No, there are genuine research papers on both sides, and reasons for
the discrepancy between them, but these claims are lies: the group in
question have made them in advertisements, and the body which
regulates advertisements has ruled that they are lies.
In particular the figure of 50 cycling child head fatalities per year,
also made by their leader on national TV, is a bald-faced lie. It is
over twice the total for all causes, and to say (as they do) that 80%
of fatal child cycling head injuries go unrecorded is simply absurd.
All fatal child head injuries in the last year for which we have
figures, were the result of road traffic crashes; the under-reporting
rate for fatal cyclist road traffic crashes is officially 0%,
according to our Transport Research Laboratory. It is a lie, plain
and simple
>And none of it addressed what I said.
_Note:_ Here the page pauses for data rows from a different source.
//! Text span model.
//!
//! A [`SpanRecord`] describes already-extracted text with geometry. Spans
//! normally arrive from an upstream extraction collaborator (OCR or a
//! text/line/block model); [`SpanExtractor`] derives equivalent spans
//! directly from an operator stream for callers that have none.

use crate::content::graphics_state::Matrix;
use crate::content::records::OperatorStream;
use crate::geometry::{Point, Rect};

/// A text span with per-character geometry.
///
/// Characters are ordered along the span's own direction vector, so index
/// arithmetic over `text` and `char_boxes` always walks the baseline in
/// paint order regardless of page rotation.
#[derive(Debug, Clone)]
pub struct SpanRecord {
    /// Page index the span belongs to
    pub page_index: usize,
    /// Block index within the page
    pub block_index: usize,
    /// Line index within the block
    pub line_index: usize,
    /// Span index within the line
    pub span_index: usize,
    /// Rendered text
    pub text: String,
    /// Font resource name
    pub font_name: String,
    /// Font size in points
    pub font_size: f32,
    /// Bounding box of the whole span (user space)
    pub bbox: Rect,
    /// Baseline origin of the first character
    pub origin: Point,
    /// Unit baseline direction vector
    pub direction: Point,
    /// Transform matrix placing the span (text space to user space)
    pub matrix: Matrix,
    /// Per-character bounding boxes, parallel to `text` chars.
    ///
    /// Zero-width glyphs (injected padding) get degenerate boxes and are
    /// excluded from alignment coverage.
    pub char_boxes: Vec<Rect>,
    /// Grapheme-to-raw-index mapping: for each character of `text`, the
    /// absolute byte offset of its code in the source content stream
    pub raw_indices: Vec<usize>,
}

impl SpanRecord {
    /// Number of characters in the span.
    pub fn len(&self) -> usize {
        self.char_boxes.len()
    }

    /// True when the span paints nothing.
    pub fn is_empty(&self) -> bool {
        self.char_boxes.is_empty()
    }
}

/// Derives [`SpanRecord`]s from an operator stream.
///
/// One span per show-text record; line indices advance whenever the
/// baseline jumps, which is what the rest of the engine needs from a span
/// model (it never reorders text, it only aligns it).
#[derive(Debug, Default)]
pub struct SpanExtractor {
    _private: (),
}

impl SpanExtractor {
    /// Create an extractor.
    pub fn new() -> Self {
        Self::default()
    }

    /// Extract spans from a derived operator stream.
    pub fn extract(&self, page_index: usize, stream: &OperatorStream) -> Vec<SpanRecord> {
        let mut spans = Vec::new();
        let mut line_index = 0usize;
        let mut last_baseline: Option<f32> = None;

        for record in &stream.records {
            let placement = record.text_matrix.multiply(&record.ctm);
            let baseline = placement.f;
            if let Some(prev) = last_baseline {
                if (prev - baseline).abs() > 0.5 {
                    line_index += 1;
                }
            }
            last_baseline = Some(baseline);

            let mut text = String::new();
            let mut char_boxes = Vec::new();
            let mut raw_indices = Vec::new();

            for fragment in &record.fragments {
                for fc in &fragment.chars {
                    let m = fc.matrix.multiply(&record.ctm);
                    let p0 = m.transform_point(0.0, record.text_rise);
                    let p1 = m.transform_point(fc.advance, record.text_rise + record.font_size);
                    text.push(fc.ch);
                    char_boxes.push(Rect::from_points(p0.x, p0.y, p1.x, p1.y));
                    raw_indices.push(fragment.range.start + fc.byte_range.start);
                }
            }

            if char_boxes.is_empty() {
                continue;
            }

            let bbox = char_boxes
                .iter()
                .copied()
                .reduce(|a, b| a.union(&b))
                .unwrap_or(Rect::new(0.0, 0.0, 0.0, 0.0));
            let origin = placement.transform_point(0.0, 0.0);
            let along = placement.transform_point(1.0, 0.0);
            let (dx, dy) = (along.x - origin.x, along.y - origin.y);
            let norm = (dx * dx + dy * dy).sqrt().max(f32::EPSILON);

            spans.push(SpanRecord {
                page_index,
                block_index: 0,
                line_index,
                span_index: spans.len(),
                text,
                font_name: record.font_name.clone().unwrap_or_default(),
                font_size: record.font_size,
                bbox,
                origin,
                direction: Point::new(dx / norm, dy / norm),
                matrix: placement,
                char_boxes,
                raw_indices,
            });
        }

        spans
    }
}

#[cfg(test)]
mod tests {
    use super::*;
    use crate::content::derive_operator_stream;
    use crate::fonts::{FontMetrics, FontResources};

    fn mono_resources() -> FontResources {
        FontResources::new().with_font("F1", FontMetrics::monospaced(500.0))
    }

    fn extract(stream: &[u8]) -> Vec<SpanRecord> {
        let page = derive_operator_stream(stream, &mono_resources()).unwrap();
        SpanExtractor::new().extract(0, &page)
    }

    #[test]
    fn test_extract_single_span() {
        let spans = extract(b"BT /F1 10 Tf 100 700 Td (Hello) Tj ET");
        assert_eq!(spans.len(), 1);
        let span = &spans[0];
        assert_eq!(span.text, "Hello");
        assert_eq!(span.len(), 5);
        assert_eq!(span.origin.x, 100.0);
        assert_eq!(span.origin.y, 700.0);
        assert_eq!(span.direction, Point::new(1.0, 0.0));
        // each glyph advances 5pt
        assert!((span.char_boxes[1].x - 105.0).abs() < 1e-4);
        assert!((span.bbox.width - 25.0).abs() < 1e-4);
    }

    #[test]
    fn test_line_index_advances_on_baseline_jump() {
        let spans = extract(b"BT /F1 10 Tf 0 100 Td (a) Tj 0 -20 Td (b) Tj ET");
        assert_eq!(spans.len(), 2);
        assert_eq!(spans[0].line_index, 0);
        assert_eq!(spans[1].line_index, 1);
    }

    #[test]
    fn test_raw_indices_point_into_stream() {
        let stream = b"BT /F1 10 Tf 0 0 Td (abc) Tj ET";
        let spans = extract(stream);
        let span = &spans[0];
        for (i, &raw) in span.raw_indices.iter().enumerate() {
            assert_eq!(stream[raw], span.text.as_bytes()[i]);
        }
    }

    #[test]
    fn test_rotated_span_direction() {
        // 90-degree rotation matrix
        let spans = extract(b"BT /F1 10 Tf 0 1 -1 0 200 100 Tm (up) Tj ET");
        assert_eq!(spans.len(), 1);
        let d = spans[0].direction;
        assert!(d.x.abs() < 1e-4);
        assert!((d.y - 1.0).abs() < 1e-4);
    }
}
If a cyclist has a bad fall and hits
>his head and the helmet does its job and he/she gets up and rides happily on
>his/her merry way, they don't end up in any statistics. But they were quite
>possibly saved from serious injury by a helmet.
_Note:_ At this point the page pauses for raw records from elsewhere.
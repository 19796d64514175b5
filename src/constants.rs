// Web frontend tuning constants

// DOM element ids
pub const CANVAS_ID: &str = "app-canvas";
pub const DEBUG_MENU_ID: &str = "debug-menu";
pub const EDITOR_HELP_ID: &str = "editor-help";

// How often the debug menu text is rebuilt (seconds)
pub const OVERLAY_REFRESH_SEC: f32 = 0.1;

// Frame delta clamp so a backgrounded tab does not produce a huge first step
pub const MAX_FRAME_DT_SEC: f32 = 0.25;

pub const EDITOR_HELP_LINES: [&str; 13] = [
    "D  toggle debug",
    "N  add keyframe    X  remove selected",
    "[ ]  select keyframe",
    "E  cycle easing",
    "- =  interpolation speed",
    "C  capture camera into selected",
    "P  toggle path",
    "K  cycle selected easing",
    ", .  selected duration",
    "9 0  selected fov",
    "T  nudge position / target",
    "arrows, PgUp PgDn  nudge x y / z",
    "drag: orbit   wheel: zoom",
];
And if the cyclist falls off and never hits their head and they
weren't wearing a plastic hat, that doesn't get reported either. And
if the cyclist never crashes in the first place (i.e. to a first
approximation all rides), that doesn't either.
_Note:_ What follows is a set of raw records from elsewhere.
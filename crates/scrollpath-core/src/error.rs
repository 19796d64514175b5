use thiserror::Error;

/// Failures surfaced by the keyframe store and the session context.
///
/// Refusing to drop below the minimum keyframe count is not an error; see
/// [`crate::KeyframeStore::remove_keyframe`].
#[derive(Debug, Clone, PartialEq, Error)]
pub enum PathError {
    #[error("keyframe index {index} out of range (sequence has {len} keyframes)")]
    KeyframeIndexOutOfRange { index: usize, len: usize },
    #[error("a camera path needs at least {min} keyframes, got {got}")]
    TooFewKeyframes { min: usize, got: usize },
    #[error("unknown easing type `{0}`")]
    UnknownEasing(String),
    #[error("camera path context used outside of an initialized session")]
    ContextUnavailable,
}

pub type Result<T> = std::result::Result<T, PathError>;
// Host-side tests for easing curves and the keyframe blend.

use glam::Vec3;
use scrollpath_core::{
    apply_easing, interpolate_keyframes, CameraKeyframe, EasingType, PathError, DEFAULT_FOV_DEG,
};

fn approx(a: f32, b: f32) -> bool {
    (a - b).abs() < 1e-5
}

#[test]
fn every_easing_maps_endpoints_to_endpoints() {
    for easing in EasingType::ALL {
        assert!(approx(apply_easing(0.0, easing), 0.0), "{easing} at 0");
        assert!(approx(apply_easing(1.0, easing), 1.0), "{easing} at 1");
    }
}

#[test]
fn every_easing_stays_inside_unit_range() {
    for easing in EasingType::ALL {
        for i in 0..=200 {
            let t = i as f32 / 200.0;
            let e = apply_easing(t, easing);
            assert!(
                (-1e-5..=1.0 + 1e-5).contains(&e),
                "{easing}({t}) = {e} left [0, 1]"
            );
        }
    }
}

#[test]
fn polynomial_easings_match_their_formulas() {
    assert!(approx(apply_easing(0.3, EasingType::Linear), 0.3));
    assert!(approx(apply_easing(0.25, EasingType::EaseInOut), 0.125));
    assert!(approx(apply_easing(0.75, EasingType::EaseInOut), 0.875));
    assert!(approx(apply_easing(0.5, EasingType::EaseIn), 0.25));
    assert!(approx(apply_easing(0.5, EasingType::EaseOut), 0.75));
    assert!(approx(apply_easing(0.5, EasingType::Smoothstep), 0.5));
    assert!(approx(apply_easing(0.25, EasingType::Smoothstep), 0.15625));
}

#[test]
fn bounce_follows_the_piecewise_parabola() {
    // first arc: 7.5625 t²
    assert!(approx(apply_easing(0.2, EasingType::Bounce), 0.3025));
    // second arc, just before its apex
    assert!(approx(apply_easing(0.5, EasingType::Bounce), 0.765625));
    // third arc apex at 2.25 / 2.75
    assert!(approx(apply_easing(2.25 / 2.75, EasingType::Bounce), 0.9375));
    // fourth arc apex at 2.625 / 2.75
    assert!(approx(apply_easing(2.625 / 2.75, EasingType::Bounce), 0.984375));
}

#[test]
fn easing_names_parse_back() {
    for easing in EasingType::ALL {
        assert_eq!(easing.name().parse::<EasingType>(), Ok(easing));
    }
    assert_eq!(
        "wobble".parse::<EasingType>(),
        Err(PathError::UnknownEasing("wobble".to_string()))
    );
}

#[test]
fn easing_cycle_wraps_around() {
    assert_eq!(EasingType::default(), EasingType::EaseInOut);
    assert_eq!(EasingType::EaseInOut.next(), EasingType::EaseIn);
    assert_eq!(EasingType::Bounce.next(), EasingType::Linear);
    let mut e = EasingType::Linear;
    for _ in 0..EasingType::ALL.len() {
        e = e.next();
    }
    assert_eq!(e, EasingType::Linear);
}

#[test]
fn blend_interpolates_position_target_and_fov() {
    let mut a = CameraKeyframe::new(Vec3::ZERO, Vec3::new(0.0, 0.0, -1.0));
    a.fov = Some(50.0);
    let mut b = CameraKeyframe::new(Vec3::new(10.0, 0.0, 0.0), Vec3::new(0.0, 4.0, -1.0));
    b.fov = Some(90.0);

    let pose = interpolate_keyframes(&a, &b, 0.5, EasingType::Linear);
    assert!(pose.position.abs_diff_eq(Vec3::new(5.0, 0.0, 0.0), 1e-5));
    assert!(pose.target.abs_diff_eq(Vec3::new(0.0, 2.0, -1.0), 1e-5));
    assert!(approx(pose.fov, 70.0));

    // easing is applied once, before the blend
    let eased = interpolate_keyframes(&a, &b, 0.5, EasingType::EaseIn);
    assert!(eased.position.abs_diff_eq(Vec3::new(2.5, 0.0, 0.0), 1e-5));
}

#[test]
fn blend_uses_default_fov_for_missing_values() {
    let a = CameraKeyframe::new(Vec3::ZERO, Vec3::NEG_Z);
    let mut b = CameraKeyframe::new(Vec3::X, Vec3::NEG_Z);
    b.fov = Some(DEFAULT_FOV_DEG + 10.0);
    let start = interpolate_keyframes(&a, &b, 0.0, EasingType::Linear);
    assert!(approx(start.fov, DEFAULT_FOV_DEG));
    let end = interpolate_keyframes(&a, &b, 1.0, EasingType::Linear);
    assert!(approx(end.fov, DEFAULT_FOV_DEG + 10.0));
}

#[test]
fn blend_treats_zero_or_negative_fov_as_unset() {
    let mut a = CameraKeyframe::new(Vec3::ZERO, Vec3::NEG_Z);
    a.fov = Some(0.0);
    let mut b = CameraKeyframe::new(Vec3::X, Vec3::NEG_Z);
    b.fov = Some(-20.0);
    assert_eq!(a.fov_or_default(), DEFAULT_FOV_DEG);
    assert_eq!(b.fov_or_default(), DEFAULT_FOV_DEG);

    let mid = interpolate_keyframes(&a, &b, 0.5, EasingType::Linear);
    assert!(approx(mid.fov, DEFAULT_FOV_DEG));

    b.fov = Some(45.0);
    let end = interpolate_keyframes(&a, &b, 1.0, EasingType::Linear);
    assert!(approx(end.fov, 45.0));
}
So you have to go to proper, population-level statistics. The CPSC
says that over ten years the cyclist head injury rate rose by 10%,
cycling reduced by 21% and helmet use increased threefold from 18% to
50% - so risk increased by around 40%. That says to me that helmets
are irrelevant in that context, the context of injuries serious enough
to get recorded. Do helmets prevent 90% of trivial injuries? It
wouldn't surprise me, and I wouldn't consider that a compelling case
for wearing a helmet.
>As for me, I was hit head-on by a teenage driver talking on a cell phone who
>made an unsignaled left hand turn right into my path. It was at an
>intersection and there were several witnesses. It was reported that, after
>I slammed into the front fender, I then went into the windshield which
>launched me straight up into the air. I landed squarely on my head. I
>sustained a broken hip, pelvis ankle and a compression fracture of the
>spine. I had a major laceration of the lower leg. My helmet was destroyed.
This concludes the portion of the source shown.